Mar 13, 2014 10:32 AM PT
Tim Berners-Lee, known as the "father of the Internet," has called for an online bill of rights.
Twenty-five years ago, Berners-Lee wrote a proposal for what would become the Internet as we know it today, making the case that it needed to move toward a decentralized, open architecture and away from the proprietary linear structure that was emerging at the time. The rest is tech history.
So it is no small matter that he is having second thoughts about the way his baby has grown up. Berners-Lee called for an online "Magna Carta," or bill of rights, in an interview with The Guardian.
The open neutral system he originally envisioned is under attack, Berners-Lee said, not from short-sighted programmers but from corporate influences and government encroachment. He has proposed a new initiative, called the "Web We Want," with the goal of creating a system that is free for anyone to participate. This system would be devoid of the need for security, and would not tolerate surveillance or privacy incursions. It would have an open infrastructure and be based on Net neutrality. It would facilitate content creation and participation in the free exchange of ideas.
Berners-Lee has proposed some steps to reach this online state of nirvana.
A Step-by-Step Plan to Remake the World Wide Web
Visitors to the Web We Want site are asked to add their names to a mailing list so they can be kept informed of the campaign's progress.
It will begin with national dialogs about the "Web that your country wants."
Next, an Internet Users Bill of Rights for particular countries or regions -- or for all -- will be drafted. "From national regulations to an international convention, we can work together to propose the best legislation to protect our rights," the site suggests.
An Uphill Climb
Although he agrees with Berners-Lee's analysis of the current situation, Ritch Blasi, SVP of mobile and wireless for Comunicano, lacks faith that he can accomplish his goals.
"The Internet has become a world unto itself," he said.
Businesses use it to gather data and make money, individuals flock to social networks to nurture personal relationships, and governments use it for a variety of purposes -- some helpful, some not.
Berners-Lee's message is noble, Blasi told TechNewsWorld, but "the reality of the situation is most likely that his call for a free Internet will never happen."
Industries and consumers are sharply divided about Net neutrality and unlikely to give up the battle, he pointed out.
Who would be responsible for policing these agreements?

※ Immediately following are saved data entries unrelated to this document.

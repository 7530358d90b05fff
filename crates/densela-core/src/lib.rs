//! `densela-core`: foundation crate for the densela workspace.
//!
//! Provides the dense [`Matrix`] type, numeric element traits, error and
//! configuration types, and the linear algebra routines: cofactor and LU
//! determinants, pivoted LU, symmetric and general eigendecomposition, two
//! SVD algorithms and a reconstruction-error analyzer.
//!
//! # Design
//!
//! - All numerical algorithms are implemented from scratch; no BLAS/LAPACK.
//! - Generic over real element types via the [`Scalar`] / [`Float`] traits.
//!   Complex eigenvectors use [`num_complex::Complex64`].
//! - Operations never mutate caller-owned matrices; each call allocates its
//!   own working copies.
//! - Diagnostics are emitted through [`tracing`]; installing a subscriber is
//!   up to the application.

pub mod config;
pub mod dtype;
pub mod error;
pub mod linalg;
pub mod matrix;

// Re-export key types at crate root for convenience.
pub use config::LinalgConfig;
pub use dtype::{Float, Scalar};
pub use error::{CoreError, Result};
pub use matrix::Matrix;
pub use num_complex::Complex64;

/// Items intended for glob-import: `use densela_core::prelude::*;`
pub mod prelude {
    pub use crate::config::LinalgConfig;
    pub use crate::dtype::{Float, Scalar};
    pub use crate::error::{CoreError, Result};
    pub use crate::linalg::{
        Eigen, LuDecomposition, SvdDecomposition, SvdMethod, SymmetricEigen, det, det_recursive,
        reconstruction_errors, svd_via_eig,
    };
    pub use crate::matrix::Matrix;
}
//! Property tests for PCA.

use approx::assert_abs_diff_eq;
use densela_core::Matrix;
use densela_ml::{Pca, pca};
use proptest::prelude::*;

const PROPTEST_CASES: u32 = 48;

/// Data matrix with 2..=12 samples and 1..=5 features, entries in [-10, 10].
fn data() -> impl Strategy<Value = Matrix<f64>> {
    (2usize..=12, 1usize..=5).prop_flat_map(|(n, d)| {
        prop::collection::vec(-10.0f64..10.0, n * d)
            .prop_map(move |v| Matrix::from_vec(v, n, d).unwrap())
    })
}

proptest! {
    #![proptest_config(ProptestConfig::with_cases(PROPTEST_CASES))]

    #[test]
    fn prop_components_orthonormal(x in data()) {
        let d = x.cols();
        let fit = Pca::fit(&x, d).unwrap();
        let c = fit.components();
        let cct = c.matmul(&c.transpose()).unwrap();
        prop_assert!((&cct - &Matrix::eye(d)).max_abs() < 1e-10);
    }

    #[test]
    fn prop_full_ratio_sums_to_one(x in data()) {
        let fit = pca(&x, x.cols()).unwrap();
        let total: f64 = fit.explained_variance().iter().sum();
        prop_assume!(total > 1e-9);
        let sum: f64 = fit.explained_variance_ratio().iter().sum();
        prop_assert!((sum - 1.0).abs() < 1e-10);
        prop_assert!(fit.explained_variance_ratio().iter().all(|&r| (0.0..=1.0 + 1e-12).contains(&r)));
    }

    #[test]
    fn prop_projected_variance_matches(x in data(), k_seed in 0usize..5) {
        let n = x.rows();
        let k = 1 + k_seed % x.cols();
        let fit = Pca::fit(&x, k).unwrap();
        let z = fit.projected();
        prop_assert_eq!(z.shape(), (n, k));
        for j in 0..k {
            let col = z.col(j);
            let mean: f64 = col.iter().sum::<f64>() / n as f64;
            prop_assert!(mean.abs() < 1e-9);
            let var: f64 = col.iter().map(|&v| v * v).sum::<f64>() / (n - 1) as f64;
            let want = fit.explained_variance()[j];
            prop_assert!((var - want).abs() < 1e-8 * want.max(1.0), "{var} vs {want}");
        }
    }

    #[test]
    fn prop_k_out_of_range_is_rejected(x in data(), extra in 1usize..4) {
        prop_assert!(Pca::fit(&x, 0).unwrap_err().is_range_error());
        prop_assert!(Pca::fit(&x, x.cols() + extra).unwrap_err().is_range_error());
    }
}

#[test]
fn scenario_points_along_x_axis() {
    // t on the x axis with deterministic noise of order 1e-8 on y.
    let x = Matrix::from_fn(50, 2, |i, j| {
        let t = i as f64 * 0.2 - 5.0;
        if j == 0 { t } else { 1e-8 * ((i % 3) as f64 - 1.0) }
    });
    let fit = pca(&x, 1).unwrap();
    assert_abs_diff_eq!(fit.explained_variance_ratio()[0], 1.0, epsilon = 1e-12);
    assert_eq!(fit.n_components(), 1);
    assert_eq!(fit.components().shape(), (1, 2));
    assert_eq!(fit.projected().shape(), (50, 1));
}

Blasi wondered -- "the same people who are doing the surveillance today? And what about Internet crime -- does it go unwatched and unchecked?"

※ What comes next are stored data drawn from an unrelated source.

//! Numerical tolerances and iteration budgets.
//!
//! Every decomposition has a plain entry point that uses
//! [`LinalgConfig::default()`] and a `*_with` variant taking an explicit
//! configuration.
//!
//! ```
//! # use densela_core::LinalgConfig;
//! let cfg = LinalgConfig::default()
//!     .with_pivot_tolerance(1e-10)
//!     .with_strict_pivoting(true);
//! assert!(cfg.strict_pivoting);
//! ```

/// Tolerances and budgets shared by the decompositions.
#[derive(Debug, Clone, Copy, PartialEq)]
#[cfg_attr(feature = "serde", derive(serde::Serialize, serde::Deserialize))]
#[cfg_attr(feature = "serde", serde(default))]
pub struct LinalgConfig {
    /// Pivot magnitude below which an LU column is treated as singular.
    pub pivot_tolerance: f64,
    /// Fail LU with `SingularMatrix` instead of skipping singular columns.
    pub strict_pivoting: bool,
    /// Absolute part of the symmetry test
    /// `|a_ij - a_ji| <= symmetry_tolerance + symmetry_rel_tolerance * |a_ji|`.
    pub symmetry_tolerance: f64,
    /// Relative part of the symmetry test. Zero makes the test purely
    /// absolute.
    pub symmetry_rel_tolerance: f64,
    /// Singular values at or below this get a zero left singular vector in
    /// the Gram-eigen SVD.
    pub rank_tolerance: f64,
    /// Jacobi sweep budget (symmetric eigen, reference SVD).
    pub max_sweeps: usize,
    /// Per-eigenvalue iteration budget for the complex QR algorithm.
    pub max_qr_iterations: usize,
}

impl Default for LinalgConfig {
    fn default() -> Self {
        Self {
            pivot_tolerance: 1e-12,
            strict_pivoting: false,
            symmetry_tolerance: 1e-10,
            symmetry_rel_tolerance: 1e-5,
            rank_tolerance: 1e-12,
            max_sweeps: 100,
            max_qr_iterations: 60,
        }
    }
}

impl LinalgConfig {
    #[must_use]
    pub fn with_pivot_tolerance(mut self, tol: f64) -> Self {
        self.pivot_tolerance = tol;
        self
    }

    #[must_use]
    pub fn with_strict_pivoting(mut self, strict: bool) -> Self {
        self.strict_pivoting = strict;
        self
    }

    #[must_use]
    pub fn with_symmetry_tolerance(mut self, tol: f64) -> Self {
        self.symmetry_tolerance = tol;
        self
    }

    #[must_use]
    pub fn with_symmetry_rel_tolerance(mut self, rtol: f64) -> Self {
        self.symmetry_rel_tolerance = rtol;
        self
    }

    #[must_use]
    pub fn with_rank_tolerance(mut self, tol: f64) -> Self {
        self.rank_tolerance = tol;
        self
    }

    #[must_use]
    pub fn with_max_sweeps(mut self, sweeps: usize) -> Self {
        self.max_sweeps = sweeps;
        self
    }

    #[must_use]
    pub fn with_max_qr_iterations(mut self, iterations: usize) -> Self {
        self.max_qr_iterations = iterations;
        self
    }
}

Non-Starter With Governments
Still, considering that Berners-Lee did have the vision to foresee how the Internet should develop, might he be able to pull off his vision, or some close approximation to it?
Not likely, said Rich Hanley, associate professor and director of the graduate journalism program at Quinnipiac University.
"Berners-Lee is a tragic figure in that he has witnessed the rise and fall of the Web as an open platform free from government interference and trickery, and is now seeking to recapture his original view," he told TechNewsWorld.
Berners-Lee has watched the Internet devolve from its original great promise as a democratizing force, Hanley said. It has reached a point when the very freedom it once cultivated has resulted in the erosion of the most basic right of all -- " the right to be left alone, as the great Justice Louis Brandeis once wrote."
The Web We Want "is a noble cause," Hanley acknowledged, "but one destined to be ignored by governments."